UN VERO E PROPRIO FLOP IL BANDO PER ASSUMERE 2.800 FIGURE NELLA PUBBLICA AMMINISTRAZIONE AL SUD;
COncorso Pubblica Ammnistrazione

AL CONCORSO PER IL SUD SOLO 821 IDONEI
RINUNCE, SALARI BASSI E FUTURO INCERTO

Non c’è tregua per il Concorso per il Sud, voluto dal ministro della Pubblica Amministrazione, Renato Brunetta, per il rilancio della Pubblica Amministrazione nel Mezzogiorno che, purtroppo, si conferma essere un grande e clamoroso flop. Nemmeno la seconda chance per gli esclusi, circa 70 mila, ha potuto mettere una pezza su un concorso che, alla prima prova, ha visto la metà degli 8.582 candidati ammessi lasciare il banco vuoto. E nemmeno questa seconda opportunità ha dato i suoi frutti, dato che sono stati selezionati soltanto 821 candidati idonei, a fronte dei 2.800 che dovrebbero essere assunti.

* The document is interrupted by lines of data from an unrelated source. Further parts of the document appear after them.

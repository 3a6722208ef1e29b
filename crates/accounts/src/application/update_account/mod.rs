mod update_account_command;
mod update_account_use_case;
mod update_account_use_case_test;

pub use update_account_command::UpdateAccountCommand;
pub use update_account_use_case::UpdateAccountUseCase;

Il Concorso, infatti, serviva per individuare 5 profili tecnici per supportare le amministrazioni pubbliche nell’attuazione dei progetti del Piano Nazionale di Ripresa e Resilienza: funzionario esperto amministrativo giuridico, funzionario esperto in gestione, rendicontazione e controllo, funzionario esperto tecnico, funzionario esperto in progettazione e animazione territoriale e funzionario esperto analista informatico. Di questi, 107 andranno a rafforzare la struttura delle Regioni, 76 alle Province, 35 alle Città metropolitane, 364 alle città capoluogo di provincia, 160 ai Comuni delle aree interne, 155 ai Comuni con più di 50mila abitanti, 146 ai Comuni medi, 943 a quelli con meno di 30mila abitanti, più altri 57 destinati ad altri enti coinvolti nella gestione del Pnrr.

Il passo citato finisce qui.